**About this task**
This task calls for copying each line below that contains "PartialEq".

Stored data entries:
◇ ◇ ◇ ◇

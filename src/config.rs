// Copyright 2026 Locha Mesh Developers <contact@locha.io>
//
// Licensed under the Apache License, Version 2.0 (the "License");
// you may not use this file except in compliance with the License.
// You may obtain a copy of the License at
//
//     http://www.apache.org/licenses/LICENSE-2.0
//
// Unless required by applicable law or agreed to in writing, software
// distributed under the License is distributed on an "AS IS" BASIS,
// WITHOUT WARRANTIES OR CONDITIONS OF ANY KIND, either express or implied.
// See the License for the specific language governing permissions and
// limitations under the License.

//! # Configuration
//!
//! Timing and naming knobs of the transfer protocol. The defaults match a
//! stock MicroPython board with the file receiver module installed.

use std::time::Duration;

/// Delays and deadlines used by the session.
#[derive(Debug, Clone, Copy, Eq, PartialEq)]
pub struct Timing {
    /// How long the interrupted board gets to print its noise before it is
    /// discarded.
    pub interrupt_settle: Duration,
    /// Deadline for the raw REPL banner.
    pub banner_timeout: Duration,
    /// Sleep between polls of the framed reader.
    pub poll_interval: Duration,
    /// Wait before collecting the output of a command that prints.
    pub output_settle: Duration,
    /// Sleep between drains while the board keeps sending.
    pub drain_interval: Duration,
    /// Longest a drain keeps reading from a board that doesn't go quiet.
    pub drain_limit: Duration,
}

impl Default for Timing {
    fn default() -> Self {
        Timing {
            interrupt_settle: Duration::from_millis(100),
            banner_timeout: Duration::from_secs(5),
            poll_interval: Duration::from_millis(10),
            output_settle: Duration::from_millis(300),
            drain_interval: Duration::from_millis(5),
            drain_limit: Duration::from_secs(1),
        }
    }
}

/// Names of the file receiver on the board side.
#[derive(Debug, Clone, Eq, PartialEq)]
pub struct Vocabulary {
    /// Module that defines the receiver class.
    pub module: String,
    pub class: String,
    /// Name bound to the receiver instance during the session.
    pub variable: String,
    pub write_method: String,
    pub close_method: String,
    pub digest_attr: String,
}

impl Default for Vocabulary {
    fn default() -> Self {
        Vocabulary {
            module: "ttboard.util.file_xfer".to_owned(),
            class: "FileWriter".to_owned(),
            variable: "f".to_owned(),
            write_method: "w".to_owned(),
            close_method: "close".to_owned(),
            digest_attr: "digest".to_owned(),
        }
    }
}

/// Everything a [`Session`](crate::Session) needs to know.
#[derive(Debug, Clone, Default, Eq, PartialEq)]
pub struct Config {
    pub timing: Timing,
    pub vocabulary: Vocabulary,
}

/// Default serial port settings.
///
/// MicroPython boards ignore the baudrate on USB CDC ports, it only matters
/// for boards behind an USB-UART bridge.
pub fn port_settings() -> serial::PortSettings {
    serial::PortSettings {
        baud_rate: serial::BaudRate::Baud115200,
        char_size: serial::CharSize::Bits8,
        parity: serial::Parity::ParityNone,
        stop_bits: serial::StopBits::Stop1,
        flow_control: serial::FlowControl::FlowNone,
    }
}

◇ ◇ ◇ ◇

**Response to the exercise**
#[derive(Debug, Clone, Copy, Eq, PartialEq)]
#[derive(Debug, Clone, Eq, PartialEq)]
#[derive(Debug, Clone, Default, Eq, PartialEq)]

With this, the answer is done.